The pattern, shapes and sizes of the grooves and ridges on the inner tube surface may be changed to further increase heat exchange performance. To that end, tube manufacturers have gone to great expense to experiment with alternative designs, including those disclosed in U.S. Pat. No. 5,791,405 to Takima et al., U.S. Pat. Nos. 5,332,034 and 5,458,191 to Chiang et al., and U.S. Pat. No. 5,975,196 to Gaffaney et al.
Moreover, some types of heat transfer surfaces work by using the phase change of a liquid to absorb heat. Thus, heat transfer surfaces often incorporate a surface for enhancing boiling or evaporating. It is generally known that the heat transfer performance of a surface can be enhanced by increasing nucleation sites on the boiling surfaces, by inducing agitation near a single-phase heat transfer surface, or by increasing area and surface tension effects on condensation surfaces. One method for enhancing boiling or evaporating is to roughen the heat transfer surface by sintering, radiation-melting or edging methods to form a porous layer thereon. A heat transfer surface having such a porous layer is known to exhibit better heat transfer characteristics than that of a smooth surface. However, the voids or cells formed by the above-mentioned methods are small and impurities contained in the boiling liquid may clog them so that the heat transfer performance of the surface is impaired. Additionally, since the voids or cells formed are non-uniform in size or dimension, the heat transfer performance may vary along the surface. Furthermore, known heat transfer tubes incorporating boiling or evaporating surfaces often require multiple steps or passes with tools to create the final surface.
Tube manufacturers have gone to great expense to experiment with alternative designs including those disclosed in U.S. Pat. No. 4,561,497 to Nakajima et al., U.S. Pat. No. 4,602,681 to Daikoku et al., U.S. Pat. No. 4,606,405 to Nakayama et al., U.S. Pat. No. 4,653,163 to Kuwahara et al., U.S. Pat. No. 4,678,029 to Sasaki et al., U.S. Pat. No. 4,794,984 to Lin and U.S. Pat. No. 5,351,397 to Angeli.

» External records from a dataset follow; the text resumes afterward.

//! HTTP response minification middleware for Tower.
//!
//! This crate provides a Tower layer that intercepts outgoing response
//! bodies, classifies them by `Content-Type`, optionally compiles them from
//! a higher-level dialect into its base format (SASS/LESS/Stylus into CSS,
//! CoffeeScript into JavaScript), minifies the result through a pluggable
//! backend, and caches the output keyed by a digest of the body bytes and
//! the effective transform options, so identical bodies are never
//! transformed twice.
//!
//! # Example
//!
//! ```ignore
//! use http_response_minify::MinifyLayer;
//! use tower::ServiceBuilder;
//!
//! let service = ServiceBuilder::new()
//!     .layer(
//!         MinifyLayer::new()
//!             .cache_dir("/var/cache/minify")
//!             .js_minifier(my_js_backend),
//!     )
//!     .service(my_service);
//! ```
//!
//! # Interception Rules
//!
//! The middleware will **not** transform responses when:
//! - The request method is `HEAD`
//! - No `Content-Type` header is present
//! - The content type matches no configured asset family
//! - The matched family has no registered backend
//! - The response's [`TransformOptions`] set `enabled: false`
//! - The response is a base format (js/css/json) and its options set
//!   `minify: false`
//!
//! Untransformed responses pass through byte-for-byte with all headers,
//! including `Content-Length`, untouched.
//!
//! # Response Modifications
//!
//! When transformation is applied:
//! - `Content-Length` is removed (transformed size is unknown at header time)
//! - Compiled formats face outward as their base type: sass/less/stylus
//!   responses are re-labeled `text/css`, coffeescript `text/javascript`
//! - All other headers pass through unchanged
//!
//! # Failure Policy
//!
//! Transform failures are routed to a single pluggable error handler; the
//! default serves the original, untransformed body and caches nothing.
//! Cache read/write failures never surface to the client: reads degrade to
//! a miss, writes are logged and the response served uncached.

#![deny(missing_docs)]

mod backend;
mod body;
mod cache;
mod classify;
mod dispatch;
mod error;
mod future;
mod key;
mod layer;
mod options;
mod pipeline;
mod service;

pub use backend::{Compile, JsonMinifier, Minify};
pub use body::MinifyBody;
pub use cache::{CacheConfig, CacheStore, FileCache, MemoryCache};
pub use classify::{AssetType, Classification, TypeMatcher, TypeMatchers};
pub use dispatch::TransformDispatcher;
pub use error::{BackendError, CacheError, Stage, TransformFailure};
pub use future::ResponseFuture;
pub use key::CacheKey;
pub use layer::MinifyLayer;
pub use options::{CssOptions, JsOptions, TransformOptions};
pub use pipeline::{ErrorHandler, ErrorOutcome, default_error_handler};
pub use service::MinifyService;
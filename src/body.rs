use crate::classify::Classification;
use crate::options::TransformOptions;
use crate::pipeline::Pipeline;
use bytes::{Buf, Bytes, BytesMut};
use http_body::{Body, Frame};
use pin_project_lite::pin_project;
use std::future::Future;
use std::io;
use std::pin::Pin;
use std::sync::Arc;
use std::task::{Context, Poll};

pin_project! {
    /// A response body that may be buffered, transformed, and re-emitted.
    ///
    /// This type wraps an inner body and either collects it in full for the
    /// transform/cache cycle or passes it through unchanged.
    #[project = MinifyBodyProj]
    #[allow(missing_docs)]
    pub enum MinifyBody<B> {
        /// Body routed through the transform pipeline.
        Buffered {
            #[pin]
            inner: B,
            state: BufferedBody,
        },
        /// Passthrough body, forwarded frame by frame.
        Passthrough {
            #[pin]
            inner: B,
        },
    }
}

/// State and buffers for an actively intercepted body.
pub(crate) struct BufferedBody {
    pipeline: Arc<Pipeline>,
    classification: Classification,
    options: Option<TransformOptions>,
    buffer: BytesMut,
    pending_trailers: Option<http::HeaderMap>,
    phase: Phase,
}

/// State machine for the buffered response lifecycle.
enum Phase {
    /// Collecting data frames from the inner body, in call order.
    Collecting,
    /// Awaiting the cache/transform cycle over the full body.
    Transforming {
        future: Pin<Box<dyn Future<Output = Bytes> + Send>>,
    },
    /// Holding the transformed output, ready to emit as one frame.
    Emitting { output: Bytes },
    /// Emitting buffered trailers.
    Trailers,
    /// The body is complete. Further polls yield end-of-stream.
    Done,
}

impl BufferedBody {
    fn new(
        pipeline: Arc<Pipeline>,
        classification: Classification,
        options: TransformOptions,
    ) -> Self {
        Self {
            pipeline,
            classification,
            options: Some(options),
            buffer: BytesMut::new(),
            pending_trailers: None,
            phase: Phase::Collecting,
        }
    }

    pub(crate) fn is_done(&self) -> bool {
        matches!(self.phase, Phase::Done)
    }

    /// Drives collection, transform, and emission. The cache lookup is
    /// issued only after the inner body signals end-of-stream, never on
    /// partial data.
    fn poll_buffered<B>(
        &mut self,
        cx: &mut Context<'_>,
        mut inner: Pin<&mut B>,
    ) -> Poll<Option<Result<Frame<Bytes>, io::Error>>>
    where
        B: Body,
        B::Data: Buf,
        B::Error: Into<Box<dyn std::error::Error + Send + Sync>>,
    {
        loop {
            match &mut self.phase {
                Phase::Done => return Poll::Ready(None),

                Phase::Trailers => {
                    self.phase = Phase::Done;
                    if let Some(trailers) = self.pending_trailers.take() {
                        return Poll::Ready(Some(Ok(Frame::trailers(trailers))));
                    }
                    return Poll::Ready(None);
                }

                Phase::Emitting { output } => {
                    let output = std::mem::take(output);
                    self.phase = Phase::Trailers;
                    return Poll::Ready(Some(Ok(Frame::data(output))));
                }

                Phase::Transforming { future } => match future.as_mut().poll(cx) {
                    Poll::Pending => return Poll::Pending,
                    Poll::Ready(output) => {
                        self.phase = Phase::Emitting { output };
                    }
                },

                Phase::Collecting => match inner.as_mut().poll_frame(cx) {
                    Poll::Pending => return Poll::Pending,
                    Poll::Ready(None) => {
                        let body = self.buffer.split().freeze();
                        let options = self.options.take().unwrap_or_default();
                        let future = Box::pin(self.pipeline.clone().run(
                            self.classification,
                            options,
                            body,
                        ));
                        self.phase = Phase::Transforming { future };
                    }
                    Poll::Ready(Some(Err(e))) => {
                        return Poll::Ready(Some(Err(io::Error::other(e.into()))));
                    }
                    Poll::Ready(Some(Ok(frame))) => match frame.into_data() {
                        Ok(mut data) => {
                            while data.has_remaining() {
                                let chunk = data.chunk();
                                self.buffer.extend_from_slice(chunk);
                                data.advance(chunk.len());
                            }
                        }
                        Err(frame) => {
                            if let Ok(trailers) = frame.into_trailers() {
                                // Held aside until the transformed body is out.
                                self.pending_trailers = Some(trailers);
                            }
                        }
                    },
                },
            }
        }
    }
}

impl<B> MinifyBody<B> {
    /// Creates a buffered body routed through the transform pipeline.
    pub(crate) fn buffered(
        inner: B,
        pipeline: Arc<Pipeline>,
        classification: Classification,
        options: TransformOptions,
    ) -> Self {
        Self::Buffered {
            inner,
            state: BufferedBody::new(pipeline, classification, options),
        }
    }

    /// Creates a passthrough body that forwards the inner body unchanged.
    pub fn passthrough(inner: B) -> Self {
        Self::Passthrough { inner }
    }
}

impl<B> Body for MinifyBody<B>
where
    B: Body,
    B::Data: Buf,
    B::Error: Into<Box<dyn std::error::Error + Send + Sync>>,
{
    type Data = Bytes;
    type Error = io::Error;

    fn poll_frame(
        self: Pin<&mut Self>,
        cx: &mut Context<'_>,
    ) -> Poll<Option<Result<Frame<Self::Data>, Self::Error>>> {
        match self.project() {
            MinifyBodyProj::Passthrough { inner } => {
                // Pass through frames, converting data to Bytes
                match inner.poll_frame(cx) {
                    Poll::Pending => Poll::Pending,
                    Poll::Ready(None) => Poll::Ready(None),
                    Poll::Ready(Some(Ok(frame))) => {
                        let frame = frame.map_data(|mut data| data.copy_to_bytes(data.remaining()));
                        Poll::Ready(Some(Ok(frame)))
                    }
                    Poll::Ready(Some(Err(e))) => Poll::Ready(Some(Err(io::Error::other(e.into())))),
                }
            }
            MinifyBodyProj::Buffered { inner, state } => state.poll_buffered(cx, inner),
        }
    }

    fn is_end_stream(&self) -> bool {
        match self {
            MinifyBody::Passthrough { inner } => inner.is_end_stream(),
            MinifyBody::Buffered { state, .. } => state.is_done(),
        }
    }

    fn size_hint(&self) -> http_body::SizeHint {
        match self {
            MinifyBody::Passthrough { inner } => inner.size_hint(),
            // Transformed size is unknown until the pipeline completes
            MinifyBody::Buffered { .. } => http_body::SizeHint::default(),
        }
    }
}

While all of these surface designs aim to improve the heat transfer performance of the surface, there remains a need in the industry to continue to improve upon tube designs by modifying existing and creating new designs that enhance heat transfer performance. Additionally, a need also exists to create designs and patterns that can be transferred onto heat transfer surfaces more quickly and cost-effectively. As described below, the geometries of the heat transfer surfaces of the invention, as well as tools to form those geometries, have significantly improved heat transfer performance.